RE: can't read in whole file

Perl Thu, 14 Nov 2002 15:33:00 -0800

bingo!

That fixed it!

Thanks agian

-----Original Message-----
From: Wagner, David --- Senior Programmer Analyst --- WGO
[mailto:David.Wagner@;freight.fedex.com]
Sent: Thursday, November 14, 2002 4:25 PM
To: 'Perl'; Wagner, David --- Senior Programmer Analyst --- WGO
Cc: [EMAIL PROTECTED]; [EMAIL PROTECTED]
Subject: RE: can't read in whole file

        You might try after the open but before any io

          binmode SEARCH_FILE

      then do your io.
Wags ;)

-----Original Message-----
From: Perl [mailto:perl@;codyartsupply.com]
Sent: Thursday, November 14, 2002 15:10
To: Wagner, David --- Senior Programmer Analyst --- WGO
Cc: [EMAIL PROTECTED]; [EMAIL PROTECTED]
Subject: RE: can't read in whole file

Thanks, it's gotten better, but not completely reading yet.

It now loads the text-editor opened-and-resaved version of the spreadsheet
as a full 10752 characters long.
.....which is good.

Unfortunately, the MS-Works spreadsheet files still get tructed right where
they did before.

I think it must be semi-binary data - these files weren't intended for
as-text reads.

I figured if old Notepad can load it completely and have what I need to
match visible as plain text amongst the garble, then Perl can do it no
sweat.  I'm sure it can of course, but the trouble is figuring out how....

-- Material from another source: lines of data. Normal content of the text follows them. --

//! Packet log
//!
//! One row per ingested packet after a header line. The same format is read
//! back by [`PacketLogReader`], which makes the log the packet source of the
//! command-line tool.

use std::fmt::Write as _;
use std::io::{self, BufRead, BufWriter, Write};

use super::{CsvFields, format_ext, parse_ext, push_five_tuple};
use crate::types::{CaptureTime, PacketRecord, StreamType};
use crate::{AnalysisError, Result};

pub const PACKET_LOG_HEADER: &str = "ts_s,ts_us,protocol,ip_src,tp_src,ip_dst,tp_dst,ssrc,\
media_tag,stream_type,payload_type,seq,rtp_ts,payload_len,ext,pkts_hint";

const PACKET_LOG_COLUMNS: usize = 16;

/// Marker for an absent optional column.
const NOT_AVAILABLE: &str = "NA";

pub fn format_row(packet: &PacketRecord) -> String {
    let mut row = String::with_capacity(128);
    let _ = write!(row, "{},{},", packet.captured.secs, packet.captured.micros);
    push_five_tuple(&mut row, &packet.five_tuple);
    let ext = if packet.ext == [0; 3] { NOT_AVAILABLE.to_string() } else { format_ext(&packet.ext) };
    let hint = packet.packets_hint.map_or_else(|| NOT_AVAILABLE.to_string(), |h| h.to_string());
    let _ = write!(
        row,
        ",{},{},{},{},{},{},{},{},{}",
        packet.ssrc,
        packet.media_tag,
        packet.stream_type.as_char(),
        packet.payload_type,
        packet.sequence,
        packet.rtp_timestamp,
        packet.payload_len,
        ext,
        hint,
    );
    row
}

pub fn parse_row(row: &str, line: u64) -> Result<PacketRecord> {
    let mut fields = CsvFields::split(row, PACKET_LOG_COLUMNS, line)?;

    let captured = CaptureTime::new(fields.next_parsed("ts_s")?, fields.next_parsed("ts_us")?);
    let five_tuple = fields.next_five_tuple()?;
    let ssrc = fields.next_parsed("ssrc")?;
    let media_tag = fields.next_parsed("media_tag")?;
    let stream_field = fields.next_str("stream_type")?;
    let stream_type = stream_field
        .chars()
        .next()
        .filter(|_| stream_field.len() == 1)
        .and_then(StreamType::from_char)
        .ok_or_else(|| {
            AnalysisError::malformed(line, format!("invalid stream_type '{}'", stream_field))
        })?;
    let payload_type = fields.next_parsed("payload_type")?;
    let sequence = fields.next_parsed("seq")?;
    let rtp_timestamp = fields.next_parsed("rtp_ts")?;
    let payload_len = fields.next_parsed("payload_len")?;

    let ext_field = fields.next_str("ext")?;
    let ext = if ext_field == NOT_AVAILABLE {
        [0; 3]
    } else {
        parse_ext(ext_field)
            .ok_or_else(|| AnalysisError::malformed(line, format!("invalid ext '{}'", ext_field)))?
    };

    let hint_field = fields.next_str("pkts_hint")?;
    let packets_hint = if hint_field == NOT_AVAILABLE {
        None
    } else {
        Some(hint_field.parse().map_err(|_| {
            AnalysisError::malformed(line, format!("invalid pkts_hint '{}'", hint_field))
        })?)
    };

    Ok(PacketRecord {
        captured,
        five_tuple,
        ssrc,
        media_tag,
        stream_type,
        payload_type,
        sequence,
        rtp_timestamp,
        payload_len,
        ext,
        packets_hint,
    })
}

pub struct PacketLogWriter<W: Write> {
    out: BufWriter<W>,
}

impl<W: Write> PacketLogWriter<W> {
    /// Create the writer and emit the header line.
    pub fn new(writer: W) -> io::Result<Self> {
        let mut out = BufWriter::new(writer);
        writeln!(out, "{}", PACKET_LOG_HEADER)?;
        Ok(Self { out })
    }

    pub fn write(&mut self, packet: &PacketRecord) -> io::Result<()> {
        writeln!(self.out, "{}", format_row(packet))
    }

    pub fn flush(&mut self) -> io::Result<()> {
        self.out.flush()
    }

    pub fn into_inner(self) -> io::Result<W> {
        self.out.into_inner().map_err(io::IntoInnerError::into_error)
    }
}

/// Streaming packet log reader; see [`FrameLogReader`](super::FrameLogReader)
/// for the error contract. A leading header line is skipped.
pub struct PacketLogReader<R: BufRead> {
    lines: io::Lines<R>,
    line: u64,
    source_name: String,
    done: bool,
}

impl<R: BufRead> PacketLogReader<R> {
    pub fn new(reader: R, source_name: impl Into<String>) -> Self {
        Self { lines: reader.lines(), line: 0, source_name: source_name.into(), done: false }
    }
}

impl<R: BufRead> Iterator for PacketLogReader<R> {
    type Item = Result<PacketRecord>;

    fn next(&mut self) -> Option<Self::Item> {
        if self.done {
            return None;
        }
        loop {
            self.line += 1;
            match self.lines.next()? {
                Ok(row) if row.trim().is_empty() => continue,
                Ok(row) if self.line == 1 && row.starts_with("ts_s,") => continue,
                Ok(row) => return Some(parse_row(&row, self.line)),
                Err(e) => {
                    self.done = true;
                    return Some(Err(AnalysisError::unreadable(self.source_name.clone(), e)));
                }
            }
        }
    }
}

Can I load it as a binary, then convert it to a string without it getting
tructed then?

I'm pretty new to Perl.

In case it's just a really-dumb-bug(tm) I've created in the code, here's
that section:

============================================
foreach my $fileName (@list) {
                chomp($fileName);

                if (open SEARCH_FILE, "< $fileName") {

                      local $/ = undef;
                      my $searchData = <SEARCH_FILE>;

                        close SEARCH_FILE;

                        print "$fileName is ";
                        print length($searchData);
                        print " characters long.<br>\n";

                        if (length($searchData) < 10) {
                                print "hey, and it is:
'$searchData'\n<br>";
                        }

                        if ($searchData =~ /(\w*\s*\w*$search\w*\s*\w*)/i) {
                                push @matchFileList, $fileName;
                                push @matchTextList, $1;
                                $matches++;
                        }
                } else {
                        print "Failed to open file '$fileName' $!\n<br>";
                }
        }
==================================================

Thanks!

-----Original Message-----
From: Wagner, David --- Senior Programmer Analyst --- WGO
[mailto:David.Wagner@;freight.fedex.com]
Sent: Thursday, November 14, 2002 3:11 PM
To: 'Perl'; [EMAIL PROTECTED]
Cc: [EMAIL PROTECTED]
Subject: RE: can't read in whole file

        Replace         local $_ = undef; with local $/ = undef;
   This undefines the input record separator which is what you want when you
want to slurp a whole file into an array.

Wags ;)

-----Original Message-----
From: Perl [mailto:perl@;codyartsupply.com]
Sent: Thursday, November 14, 2002 13:58
To: [EMAIL PROTECTED]
Cc: [EMAIL PROTECTED]
Subject: RE: can't read in whole file

Hi Paul,

Thank you for taking the time to help.

>>      foreach my $fileName (@list) {
>>              chomp($fileName);
>>              my $duhFileName = $fileName;
>>                      #okay, I need help with scope too :-)
>
>You sure you didn't just misspell the variable name?
>It's case sensitive.....

with the '$duhFileName' scope problem/work around, it 'went away' on my
newest attempt so I not sure why it was there.  I had copied and pasted it
to ensure the names where identical... oh well I'll figure that one out when
I inadvertently repeat it...

>
>>              if (open SEARCH_FILE, "< $fileName") {
>>                      my $searchData = join "", <SEARCH_FILE>;
>>                      close SEARCH_FILE;
>
>ok, $searchData should be the whole file, but maybe it's the line-based
>read you're doing. A less attractive but more efficient way is
>
>  if (open SEARCH_FILE, "< $fileName") {
>    local $_ = undef;
>    $searchData = <SEARCH_FILE>;
>  }
>
>That slurps it all in as one big scalar read.

okay, I switched it to:

if (open SEARCH_FILE, "< $fileName") {
        local $_ = undef;
        my $searchData = <SEARCH_FILE>;

.......and I get the same problem:

I added:

        print "$fileName is ";
        print length($searchData);
        print " characters long.<br>\n";

and the output on a text length test reads:

C:\[clip]\retail\Account Purchases Spreadsheet.wks is 179 characters long.
C:\[clip]\retail\Account Purchases Spreadsheet.xlr is 6 characters long.
C:\[clip]\retail\All Brush Prices Printout.xlr is 6 characters long.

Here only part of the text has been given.